Using the data below, copy out all lines with the word "Float".

[Opening Records shown section]

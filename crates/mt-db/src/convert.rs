//! Conversion between DuckDB rows and Modeltable values

use crate::error::{DbError, DbResult};
use chrono::{DateTime, Duration, NaiveDate, NaiveDateTime};
use duckdb::types::{TimeUnit, Value as DuckValue};
use mt_core::{RowBatch, ScalarType, Value};

/// Convert one DuckDB cell. Nested and binary types render as text.
pub(crate) fn from_duck(value: DuckValue) -> Value {
    match value {
        DuckValue::Null => Value::Null,
        DuckValue::Boolean(b) => Value::Boolean(b),
        DuckValue::TinyInt(i) => Value::Integer(i as i64),
        DuckValue::SmallInt(i) => Value::Integer(i as i64),
        DuckValue::Int(i) => Value::Integer(i as i64),
        DuckValue::BigInt(i) => Value::Integer(i),
        DuckValue::HugeInt(i) => i64::try_from(i)
            .map(Value::Integer)
            .unwrap_or(Value::Float(i as f64)),
        DuckValue::UTinyInt(i) => Value::Integer(i as i64),
        DuckValue::USmallInt(i) => Value::Integer(i as i64),
        DuckValue::UInt(i) => Value::Integer(i as i64),
        DuckValue::UBigInt(i) => i64::try_from(i)
            .map(Value::Integer)
            .unwrap_or(Value::Float(i as f64)),
        DuckValue::Float(f) => Value::Float(f as f64),
        DuckValue::Double(f) => Value::Float(f),
        DuckValue::Decimal(d) => d
            .to_string()
            .parse::<f64>()
            .map(Value::Float)
            .unwrap_or_else(|_| Value::Text(d.to_string())),
        DuckValue::Timestamp(unit, raw) => timestamp(unit, raw)
            .map(Value::Timestamp)
            .unwrap_or(Value::Null),
        DuckValue::Date32(days) => NaiveDate::from_ymd_opt(1970, 1, 1)
            .and_then(|epoch| epoch.checked_add_signed(Duration::days(days as i64)))
            .and_then(|d| d.and_hms_opt(0, 0, 0))
            .map(Value::Timestamp)
            .unwrap_or(Value::Null),
        DuckValue::Text(s) => Value::Text(s),
        DuckValue::Enum(s) => Value::Text(s),
        other => Value::Text(format!("{other:?}")),
    }
}

fn timestamp(unit: TimeUnit, raw: i64) -> Option<NaiveDateTime> {
    let micros = match unit {
        TimeUnit::Second => raw.checked_mul(1_000_000)?,
        TimeUnit::Millisecond => raw.checked_mul(1_000)?,
        TimeUnit::Microsecond => raw,
        TimeUnit::Nanosecond => raw / 1_000,
    };
    DateTime::from_timestamp_micros(micros).map(|dt| dt.naive_utc())
}

/// Map a DuckDB type name (as printed by DESCRIBE) to a scalar type
pub(crate) fn scalar_type_of(duck_type: &str) -> ScalarType {
    let upper = duck_type.to_ascii_uppercase();
    let base = upper.split('(').next().unwrap_or("").trim();
    match base {
        "BOOLEAN" | "BOOL" => ScalarType::Boolean,
        "TINYINT" | "SMALLINT" | "INTEGER" | "INT" | "BIGINT" | "HUGEINT" | "UTINYINT"
        | "USMALLINT" | "UINTEGER" | "UBIGINT" => ScalarType::Integer,
        "FLOAT" | "REAL" | "DOUBLE" | "DECIMAL" | "NUMERIC" => ScalarType::Float,
        "VARCHAR" | "TEXT" | "STRING" | "UUID" | "ENUM" => ScalarType::Text,
        b if b.starts_with("TIMESTAMP") || b == "DATE" || b == "DATETIME" => ScalarType::Timestamp,
        _ => ScalarType::Unknown,
    }
}

/// Run a query and collect every row into a batch.
///
/// Column metadata is only available after execution, so rows are collected
/// through `query_map` first.
pub(crate) fn query_batch(conn: &duckdb::Connection, sql: &str) -> DbResult<RowBatch> {
    let mut stmt = conn.prepare(sql)?;
    let rows: Vec<Vec<Value>> = stmt
        .query_map([], |row| {
            let count = row.as_ref().column_count();
            (0..count)
                .map(|i| row.get::<_, DuckValue>(i).map(from_duck))
                .collect::<Result<Vec<_>, _>>()
        })?
        .collect::<Result<Vec<_>, _>>()?;
    let names = stmt.column_names();
    Ok(RowBatch::from_named(&names, rows))
}

/// Describe the columns produced by a SELECT
pub(crate) fn describe_select(
    conn: &duckdb::Connection,
    select: &str,
) -> DbResult<Vec<(String, ScalarType)>> {
    let batch = query_batch(conn, &format!("DESCRIBE {}", select))?;
    let name_idx = batch
        .index_of("column_name")
        .ok_or_else(|| DbError::Internal("DESCRIBE returned no column_name".to_string()))?;
    let type_idx = batch
        .index_of("column_type")
        .ok_or_else(|| DbError::Internal("DESCRIBE returned no column_type".to_string()))?;
    Ok(batch
        .rows
        .iter()
        .map(|row| {
            let name = row[name_idx].to_string();
            let ty = row[type_idx].as_str().map(scalar_type_of).unwrap_or(ScalarType::Unknown);
            (name, ty)
        })
        .collect())
}

/// Double-quote an identifier
pub(crate) fn quote_ident(ident: &str) -> String {
    format!("\"{}\"", ident.replace('"', "\"\""))
}

/// Build the projection list for a fetch
pub(crate) fn projection(columns: &[String]) -> String {
    if columns.is_empty() {
        "*".to_string()
    } else {
        columns
            .iter()
            .map(|c| quote_ident(c))
            .collect::<Vec<_>>()
            .join(", ")
    }
}

#[cfg(test)]
mod tests {
    use super::*;

    #[test]
    fn test_scalar_type_of() {
        assert_eq!(scalar_type_of("INTEGER"), ScalarType::Integer);
        assert_eq!(scalar_type_of("DECIMAL(18,3)"), ScalarType::Float);
        assert_eq!(scalar_type_of("TIMESTAMP WITH TIME ZONE"), ScalarType::Timestamp);
        assert_eq!(scalar_type_of("varchar"), ScalarType::Text);
        assert_eq!(scalar_type_of("INTEGER[]"), ScalarType::Unknown);
    }

    #[test]
    fn test_timestamp_units() {
        let a = timestamp(TimeUnit::Second, 86_400).unwrap();
        let b = timestamp(TimeUnit::Microsecond, 86_400_000_000).unwrap();
        assert_eq!(a, b);
        assert_eq!(a.to_string(), "1970-01-02 00:00:00");
    }

    #[test]
    fn test_from_duck_integers_widen() {
        assert_eq!(from_duck(DuckValue::TinyInt(3)), Value::Integer(3));
        assert_eq!(from_duck(DuckValue::Double(2.5)), Value::Float(2.5));
        assert_eq!(from_duck(DuckValue::Null), Value::Null);
    }

    #[test]
    fn test_query_batch_collects_names() {
        let conn = duckdb::Connection::open_in_memory().unwrap();
        let batch = query_batch(&conn, "SELECT 1 AS a, 'x' AS b UNION ALL SELECT 2, NULL").unwrap();
        assert_eq!(batch.column_names(), vec!["a", "b"]);
        assert_eq!(batch.len(), 2);
        assert_eq!(batch.rows[1][1], Value::Null);
    }

    #[test]
    fn test_projection() {
        assert_eq!(projection(&[]), "*");
        assert_eq!(
            projection(&["a".to_string(), "b c".to_string()]),
            "\"a\", \"b c\""
        );
    }
}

[Closing Records shown section]

> _Task result_:
            .unwrap_or(Value::Float(i as f64)),
            .unwrap_or(Value::Float(i as f64)),
        DuckValue::Float(f) => Value::Float(f as f64),
        DuckValue::Double(f) => Value::Float(f),
            .map(Value::Float)
        "FLOAT" | "REAL" | "DOUBLE" | "DECIMAL" | "NUMERIC" => ScalarType::Float,
        assert_eq!(scalar_type_of("DECIMAL(18,3)"), ScalarType::Float);
        assert_eq!(from_duck(DuckValue::Double(2.5)), Value::Float(2.5));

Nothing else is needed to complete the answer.